In sintesi, il CNI ha espresso una valutazione articolata sul decreto-legge n. 107/2026, condividendone la finalità acceleratoria e di certezza dei tempi in vista della chiusura del PNRR, ma segnalando specifiche criticità che ha ritenuto utile portare all'attenzione della Commissione. In particolare, il Consiglio Nazionale ritiene che le politiche di decarbonizzazione dei comparti industriali strategici, e della siderurgia in particolare, rappresentino un'opportunità per coniugare sostenibilità ambientale, innovazione tecnologica e competitività del sistema produttivo nazionale, a condizione che gli investimenti pubblici siano orientati da criteri oggettivi di efficacia, misurabilità dei risultati e sicurezza degli impianti, valorizzando il contributo delle competenze ingegneristiche nella definizione e nell'attuazione degli interventi.
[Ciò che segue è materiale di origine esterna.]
pub mod bookings;
pub mod checkins;
pub mod rooms;
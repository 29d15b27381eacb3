use actix_web::{middleware, web, App, HttpServer};
use dotenv::dotenv;
use env_logger::Env;

use hotel_booking_api::{config::Config, db};

#[actix_web::main]
async fn main() -> std::io::Result<()> {
    dotenv().ok();
    env_logger::init_from_env(Env::default().default_filter_or("info"));

    let config = Config::load();

    log::info!("Connecting to database...");
    let pool = db::connect(&config.database_url).await;

    log::info!("Running migrations...");
    sqlx::migrate!("./migrations")
        .run(&pool)
        .await
        .expect("Failed to run migrations");

    log::info!("Starting server at http://{}:{}", config.host, config.port);

    let pool_data = web::Data::new(pool);

    HttpServer::new(move || {
        App::new()
            .app_data(pool_data.clone())
            .wrap(middleware::Logger::default())
            .configure(hotel_booking_api::configure)
    })
    .bind((config.host.as_str(), config.port))?
    .run()
    .await
}
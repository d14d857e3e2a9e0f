//! Core domain types for repopulse
//!
//! These types represent the messages that arrive on the event feed after
//! they have been classified, before any aggregation happens.
//!
//! ## Terminology
//!
//! | Term | Definition |
//! |------|------------|
//! | **Batch** | A group of messages delivered together by the feed |
//! | **Category** | The grouping key (language, file extension, event kind) |
//! | **Sample** | A non-negative duration attributed to a category |
//! | **Ping** | A per-observation flag marking a category as just updated |

use chrono::{DateTime, Utc};
use serde::{Deserialize, Serialize};

/// Category used when a message carries no category key.
pub const UNKNOWN_CATEGORY: &str = "N/A";

// ============================================
// Event kinds
// ============================================

/// GitHub event kinds the activity feed reports counts for.
#[derive(Debug, Clone, Copy, PartialEq, Eq, Hash, PartialOrd, Ord, Serialize, Deserialize)]
pub enum KnownEventKind {
    CommitCommentEvent,
    CreateEvent,
    DeleteEvent,
    DeploymentEvent,
    DeploymentStatusEvent,
    FollowEvent,
    ForkEvent,
    ForkApplyEvent,
    DownloadEvent,
    GistEvent,
    GollumEvent,
    IssueCommentEvent,
    IssuesEvent,
    MemberEvent,
    MembershipEvent,
    PageBuildEvent,
    PublicEvent,
    PullRequestEvent,
    PullRequestReviewCommentEvent,
    PushEvent,
    ReleaseEvent,
    RepositoryEvent,
    StatusEvent,
    TeamAddEvent,
    WatchEvent,
}

impl KnownEventKind {
    /// Every known kind, in display order.
    pub const ALL: [KnownEventKind; 25] = [
        KnownEventKind::CommitCommentEvent,
        KnownEventKind::CreateEvent,
        KnownEventKind::DeleteEvent,
        KnownEventKind::DeploymentEvent,
        KnownEventKind::DeploymentStatusEvent,
        KnownEventKind::FollowEvent,
        KnownEventKind::ForkEvent,
        KnownEventKind::ForkApplyEvent,
        KnownEventKind::DownloadEvent,
        KnownEventKind::GistEvent,
        KnownEventKind::GollumEvent,
        KnownEventKind::IssueCommentEvent,
        KnownEventKind::IssuesEvent,
        KnownEventKind::MemberEvent,
        KnownEventKind::MembershipEvent,
        KnownEventKind::PageBuildEvent,
        KnownEventKind::PublicEvent,
        KnownEventKind::PullRequestEvent,
        KnownEventKind::PullRequestReviewCommentEvent,
        KnownEventKind::PushEvent,
        KnownEventKind::ReleaseEvent,
        KnownEventKind::RepositoryEvent,
        KnownEventKind::StatusEvent,
        KnownEventKind::TeamAddEvent,
        KnownEventKind::WatchEvent,
    ];

    pub fn as_str(&self) -> &'static str {
        match self {
            KnownEventKind::CommitCommentEvent => "CommitCommentEvent",
            KnownEventKind::CreateEvent => "CreateEvent",
            KnownEventKind::DeleteEvent => "DeleteEvent",
            KnownEventKind::DeploymentEvent => "DeploymentEvent",
            KnownEventKind::DeploymentStatusEvent => "DeploymentStatusEvent",
            KnownEventKind::FollowEvent => "FollowEvent",
            KnownEventKind::ForkEvent => "ForkEvent",
            KnownEventKind::ForkApplyEvent => "ForkApplyEvent",
            KnownEventKind::DownloadEvent => "DownloadEvent",
            KnownEventKind::GistEvent => "GistEvent",
            KnownEventKind::GollumEvent => "GollumEvent",
            KnownEventKind::IssueCommentEvent => "IssueCommentEvent",
            KnownEventKind::IssuesEvent => "IssuesEvent",
            KnownEventKind::MemberEvent => "MemberEvent",
            KnownEventKind::MembershipEvent => "MembershipEvent",
            KnownEventKind::PageBuildEvent => "PageBuildEvent",
            KnownEventKind::PublicEvent => "PublicEvent",
            KnownEventKind::PullRequestEvent => "PullRequestEvent",
            KnownEventKind::PullRequestReviewCommentEvent => "PullRequestReviewCommentEvent",
            KnownEventKind::PushEvent => "PushEvent",
            KnownEventKind::ReleaseEvent => "ReleaseEvent",
            KnownEventKind::RepositoryEvent => "RepositoryEvent",
            KnownEventKind::StatusEvent => "StatusEvent",
            KnownEventKind::TeamAddEvent => "TeamAddEvent",
            KnownEventKind::WatchEvent => "WatchEvent",
        }
    }
}

impl std::str::FromStr for KnownEventKind {
    type Err = String;

    fn from_str(s: &str) -> Result<Self, Self::Err> {
        KnownEventKind::ALL
            .iter()
            .copied()
            .find(|kind| kind.as_str() == s)
            .ok_or_else(|| format!("unknown event kind: {}", s))
    }
}

/// An event kind as reported by the feed.
///
/// Names outside the known set land in [`EventKind::Other`] instead of
/// being dropped.
#[derive(Debug, Clone, PartialEq, Eq, Hash, PartialOrd, Ord, Serialize, Deserialize)]
pub enum EventKind {
    Known(KnownEventKind),
    Other(String),
}

impl EventKind {
    pub fn from_name(name: &str) -> Self {
        match name.parse::<KnownEventKind>() {
            Ok(kind) => EventKind::Known(kind),
            Err(_) => EventKind::Other(name.to_string()),
        }
    }

    /// Every known kind, in display order.
    pub fn known() -> impl Iterator<Item = EventKind> {
        KnownEventKind::ALL.into_iter().map(EventKind::Known)
    }

    pub fn name(&self) -> &str {
        match self {
            EventKind::Known(kind) => kind.as_str(),
            EventKind::Other(name) => name,
        }
    }
}

impl std::fmt::Display for EventKind {
    fn fmt(&self, f: &mut std::fmt::Formatter<'_>) -> std::fmt::Result {
        f.write_str(self.name())
    }
}

// ============================================
// Feed messages
// ============================================

/// Per-kind event counts observed at one instant.
#[derive(Debug, Clone, PartialEq, Serialize)]
pub struct ActivitySample {
    /// Epoch milliseconds
    pub timestamp: i64,
    /// Count per event kind present in the message
    pub counts: Vec<(EventKind, u64)>,
}

impl ActivitySample {
    /// Count reported for `kind`, zero when absent.
    pub fn count_for(&self, kind: &EventKind) -> u64 {
        self.counts
            .iter()
            .find(|(k, _)| k == kind)
            .map(|(_, count)| *count)
            .unwrap_or(0)
    }
}

/// A single counter increment for a category.
#[derive(Debug, Clone, PartialEq, Eq, Serialize)]
pub struct CategoryCount {
    pub category: String,
    pub count: u64,
}

/// An item with an open and (possibly) a close time, e.g. a pull request.
#[derive(Debug, Clone, PartialEq, Eq, Serialize)]
pub struct DurationEvent {
    pub category: String,
    pub created_at: Option<DateTime<Utc>>,
    pub closed_at: Option<DateTime<Utc>>,
}

impl DurationEvent {
    /// Milliseconds between open and close.
    ///
    /// `None` when either end is missing or the close precedes the open.
    pub fn duration_ms(&self) -> Option<f64> {
        let created = self.created_at?;
        let closed = self.closed_at?;
        let millis = closed.signed_duration_since(created).num_milliseconds();
        if millis < 0 {
            return None;
        }
        Some(millis as f64)
    }
}

/// A classified message from the feed.
#[derive(Debug, Clone, PartialEq, Serialize)]
#[serde(tag = "type", rename_all = "snake_case")]
pub enum FeedMessage {
    Activity(ActivitySample),
    CategoryCount(CategoryCount),
    Duration(DurationEvent),
}

impl FeedMessage {
    /// Category this message is attributed to, if any.
    pub fn category(&self) -> Option<&str> {
        match self {
            FeedMessage::Activity(_) => None,
            FeedMessage::CategoryCount(c) => Some(&c.category),
            FeedMessage::Duration(d) => Some(&d.category),
        }
    }
}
Il Consiglio ha ribadito la disponibilità a fornire, nel prosieguo dell'esame parlamentare, ogni elemento di valutazione tecnica utile a garantire che le esigenze di semplificazione e accelerazione procedimentale si concilino sempre con la qualità tecnica, la sicurezza, la concorrenza e la sostenibilità delle opere pubbliche e degli interventi infrastrutturali. In questa prospettiva, il CNI ha confermato la propria disponibilità a collaborare con Parlamento, Governo e Amministrazioni competenti nella definizione di criteri tecnici, indicatori prestazionali e metodologie di monitoraggio che consentano di massimizzare l'efficacia degli investimenti pubblici nei settori della transizione energetica, della decarbonizzazione industriale e delle infrastrutture strategiche.